DIRECTIONS -> With nothing added or dropped, copy the data that follows exactly.

SOURCE DATA ->

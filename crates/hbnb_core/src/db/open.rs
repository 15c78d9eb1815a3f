//! Connection bootstrap for the database backend.
//!
//! # Invariants
//! - Returned connections wait at most `BUSY_TIMEOUT` for a locked database
//!   instead of hanging.
//! - Returned connections have migrations fully applied.

use super::migrations::apply_migrations;
use super::{DbError, DbResult};
use log::{error, info};
use rusqlite::Connection;
use std::path::Path;
use std::time::{Duration, Instant};

/// Upper bound on how long a statement waits for a competing writer.
pub const BUSY_TIMEOUT: Duration = Duration::from_secs(5);

/// Opens (or creates) a SQLite database file and migrates it.
///
/// # Side effects
/// - Emits `db_open` events with duration and status.
pub fn open_db(path: impl AsRef<Path>) -> DbResult<Connection> {
    open_with("file", || Connection::open(path))
}

/// Opens a private in-memory SQLite database and migrates it.
pub fn open_db_in_memory() -> DbResult<Connection> {
    open_with("memory", Connection::open_in_memory)
}

fn open_with(
    mode: &'static str,
    connect: impl FnOnce() -> rusqlite::Result<Connection>,
) -> DbResult<Connection> {
    let started_at = Instant::now();
    info!("event=db_open module=db status=start mode={mode}");

    let result = connect()
        .map_err(DbError::from)
        .and_then(|mut conn| bootstrap_connection(&mut conn).map(|()| conn));

    match &result {
        Ok(_) => info!(
            "event=db_open module=db status=ok mode={mode} duration_ms={}",
            started_at.elapsed().as_millis()
        ),
        Err(err) => error!(
            "event=db_open module=db status=error mode={mode} duration_ms={} error={}",
            started_at.elapsed().as_millis(),
            err
        ),
    }

    result
}

fn bootstrap_connection(conn: &mut Connection) -> DbResult<()> {
    conn.busy_timeout(BUSY_TIMEOUT)?;
    apply_migrations(conn)?;
    Ok(())
}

OUTPUT OF THE TASK ->
filename crates/hbnb_core/src/db/open.rs
repository 15c78d9eb1815a3f
//! Connection bootstrap for the database backend.
//!
//! # Invariants
//! - Returned connections wait at most `BUSY_TIMEOUT` for a locked database
//!   instead of hanging.
//! - Returned connections have migrations fully applied.

use super::migrations::apply_migrations;
use super::{DbError, DbResult};
use log::{error, info};
use rusqlite::Connection;
use std::path::Path;
use std::time::{Duration, Instant};

/// Upper bound on how long a statement waits for a competing writer.
pub const BUSY_TIMEOUT: Duration = Duration::from_secs(5);

/// Opens (or creates) a SQLite database file and migrates it.
///
/// # Side effects
/// - Emits `db_open` events with duration and status.
pub fn open_db(path: impl AsRef<Path>) -> DbResult<Connection> {
    open_with("file", || Connection::open(path))
}

/// Opens a private in-memory SQLite database and migrates it.
pub fn open_db_in_memory() -> DbResult<Connection> {
    open_with("memory", Connection::open_in_memory)
}

fn open_with(
    mode: &'static str,
    connect: impl FnOnce() -> rusqlite::Result<Connection>,
) -> DbResult<Connection> {
    let started_at = Instant::now();
    info!("event=db_open module=db status=start mode={mode}");

    let result = connect()
        .map_err(DbError::from)
        .and_then(|mut conn| bootstrap_connection(&mut conn).map(|()| conn));

    match &result {
        Ok(_) => info!(
            "event=db_open module=db status=ok mode={mode} duration_ms={}",
            started_at.elapsed().as_millis()
        ),
        Err(err) => error!(
            "event=db_open module=db status=error mode={mode} duration_ms={} error={}",
            started_at.elapsed().as_millis(),
            err
        ),
    }

    result
}

fn bootstrap_connection(conn: &mut Connection) -> DbResult<()> {
    conn.busy_timeout(BUSY_TIMEOUT)?;
    apply_migrations(conn)?;
    Ok(())
}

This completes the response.